Collected data:
--------------------------------

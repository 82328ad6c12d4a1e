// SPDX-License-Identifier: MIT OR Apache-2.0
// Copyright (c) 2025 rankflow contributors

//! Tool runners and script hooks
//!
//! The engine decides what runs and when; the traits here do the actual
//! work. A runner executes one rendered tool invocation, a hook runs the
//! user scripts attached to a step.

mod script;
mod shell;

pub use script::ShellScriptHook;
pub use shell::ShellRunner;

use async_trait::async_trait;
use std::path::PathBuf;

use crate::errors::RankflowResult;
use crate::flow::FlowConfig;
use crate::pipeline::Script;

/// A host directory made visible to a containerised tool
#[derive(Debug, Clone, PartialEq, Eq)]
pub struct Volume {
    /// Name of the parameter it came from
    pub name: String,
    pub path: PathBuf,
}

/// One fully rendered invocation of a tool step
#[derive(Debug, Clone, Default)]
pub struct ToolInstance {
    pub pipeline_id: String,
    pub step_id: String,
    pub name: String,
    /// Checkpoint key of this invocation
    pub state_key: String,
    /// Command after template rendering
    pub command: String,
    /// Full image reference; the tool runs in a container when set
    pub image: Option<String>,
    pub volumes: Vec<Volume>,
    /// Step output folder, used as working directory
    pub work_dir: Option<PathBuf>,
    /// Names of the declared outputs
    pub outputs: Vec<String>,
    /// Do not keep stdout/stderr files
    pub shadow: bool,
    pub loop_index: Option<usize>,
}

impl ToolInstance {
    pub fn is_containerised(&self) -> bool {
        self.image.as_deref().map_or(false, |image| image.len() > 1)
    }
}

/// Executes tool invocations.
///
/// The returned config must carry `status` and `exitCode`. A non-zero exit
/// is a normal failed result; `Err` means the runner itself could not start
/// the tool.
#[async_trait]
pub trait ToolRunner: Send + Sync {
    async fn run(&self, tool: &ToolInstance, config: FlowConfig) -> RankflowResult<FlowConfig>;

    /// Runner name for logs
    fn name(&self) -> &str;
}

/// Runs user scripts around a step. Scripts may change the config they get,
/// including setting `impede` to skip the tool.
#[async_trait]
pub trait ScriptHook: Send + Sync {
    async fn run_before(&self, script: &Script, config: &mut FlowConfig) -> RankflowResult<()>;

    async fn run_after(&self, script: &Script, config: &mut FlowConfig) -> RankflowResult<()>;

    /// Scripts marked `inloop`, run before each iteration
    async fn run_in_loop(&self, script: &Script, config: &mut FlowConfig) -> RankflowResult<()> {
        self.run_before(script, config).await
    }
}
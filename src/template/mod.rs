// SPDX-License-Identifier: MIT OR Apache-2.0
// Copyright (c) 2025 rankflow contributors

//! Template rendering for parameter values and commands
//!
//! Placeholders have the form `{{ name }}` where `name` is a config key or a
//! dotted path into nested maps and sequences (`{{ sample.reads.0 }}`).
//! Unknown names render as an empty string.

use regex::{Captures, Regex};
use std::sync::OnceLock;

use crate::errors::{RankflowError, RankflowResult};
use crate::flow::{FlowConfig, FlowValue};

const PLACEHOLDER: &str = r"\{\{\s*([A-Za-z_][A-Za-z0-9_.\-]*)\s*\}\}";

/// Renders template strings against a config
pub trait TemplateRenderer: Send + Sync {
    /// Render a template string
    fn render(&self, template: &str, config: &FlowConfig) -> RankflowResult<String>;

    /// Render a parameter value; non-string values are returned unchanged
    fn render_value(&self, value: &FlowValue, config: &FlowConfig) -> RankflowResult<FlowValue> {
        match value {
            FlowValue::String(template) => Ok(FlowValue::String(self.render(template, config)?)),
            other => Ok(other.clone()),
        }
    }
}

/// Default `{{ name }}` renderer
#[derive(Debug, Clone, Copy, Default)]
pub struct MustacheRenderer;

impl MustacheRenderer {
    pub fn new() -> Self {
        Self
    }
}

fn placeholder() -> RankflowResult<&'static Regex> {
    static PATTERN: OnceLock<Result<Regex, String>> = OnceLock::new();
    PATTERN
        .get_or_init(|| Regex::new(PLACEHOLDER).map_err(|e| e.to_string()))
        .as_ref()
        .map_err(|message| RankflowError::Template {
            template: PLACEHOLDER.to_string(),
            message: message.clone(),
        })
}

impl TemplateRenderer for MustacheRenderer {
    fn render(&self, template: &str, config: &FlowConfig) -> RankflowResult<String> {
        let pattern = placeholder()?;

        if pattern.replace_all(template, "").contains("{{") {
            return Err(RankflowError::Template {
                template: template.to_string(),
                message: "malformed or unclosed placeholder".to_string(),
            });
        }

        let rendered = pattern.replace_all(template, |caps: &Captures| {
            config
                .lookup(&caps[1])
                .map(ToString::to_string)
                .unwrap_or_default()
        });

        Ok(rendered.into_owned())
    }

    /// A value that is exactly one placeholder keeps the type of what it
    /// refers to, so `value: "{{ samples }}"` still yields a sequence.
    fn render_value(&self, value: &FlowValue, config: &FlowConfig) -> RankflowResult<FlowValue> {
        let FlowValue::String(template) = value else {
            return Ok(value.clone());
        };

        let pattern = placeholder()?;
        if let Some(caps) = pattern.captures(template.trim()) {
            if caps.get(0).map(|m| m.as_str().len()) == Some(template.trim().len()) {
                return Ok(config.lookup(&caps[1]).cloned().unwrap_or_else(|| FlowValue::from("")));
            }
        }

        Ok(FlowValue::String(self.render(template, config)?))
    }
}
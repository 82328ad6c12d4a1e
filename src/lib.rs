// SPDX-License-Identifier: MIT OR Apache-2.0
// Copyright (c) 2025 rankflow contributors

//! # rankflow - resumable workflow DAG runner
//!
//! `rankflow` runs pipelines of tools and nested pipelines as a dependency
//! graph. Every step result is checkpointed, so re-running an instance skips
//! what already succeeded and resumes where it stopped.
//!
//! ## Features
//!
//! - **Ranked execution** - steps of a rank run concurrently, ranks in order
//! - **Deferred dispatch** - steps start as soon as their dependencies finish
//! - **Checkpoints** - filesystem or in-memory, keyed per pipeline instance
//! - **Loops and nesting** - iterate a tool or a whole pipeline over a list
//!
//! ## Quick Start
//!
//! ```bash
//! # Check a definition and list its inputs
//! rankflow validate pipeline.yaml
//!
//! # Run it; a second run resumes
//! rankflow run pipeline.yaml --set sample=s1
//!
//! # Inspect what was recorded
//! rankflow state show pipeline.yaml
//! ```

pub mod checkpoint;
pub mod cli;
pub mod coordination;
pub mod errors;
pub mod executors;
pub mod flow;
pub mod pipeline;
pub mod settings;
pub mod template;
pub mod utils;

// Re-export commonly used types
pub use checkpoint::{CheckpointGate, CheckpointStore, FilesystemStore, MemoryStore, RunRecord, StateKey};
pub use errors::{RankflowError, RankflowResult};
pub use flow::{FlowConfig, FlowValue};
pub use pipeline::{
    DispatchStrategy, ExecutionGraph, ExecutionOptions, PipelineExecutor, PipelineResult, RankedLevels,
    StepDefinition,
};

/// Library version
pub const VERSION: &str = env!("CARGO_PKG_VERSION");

--------------------------------

» ASSIGNMENT
Copy each line from the entries above that has the word "returned" in it.

» SOLUTION BELOW
/// The returned config must carry `status` and `exitCode`. A non-zero exit
    /// Render a parameter value; non-string values are returned unchanged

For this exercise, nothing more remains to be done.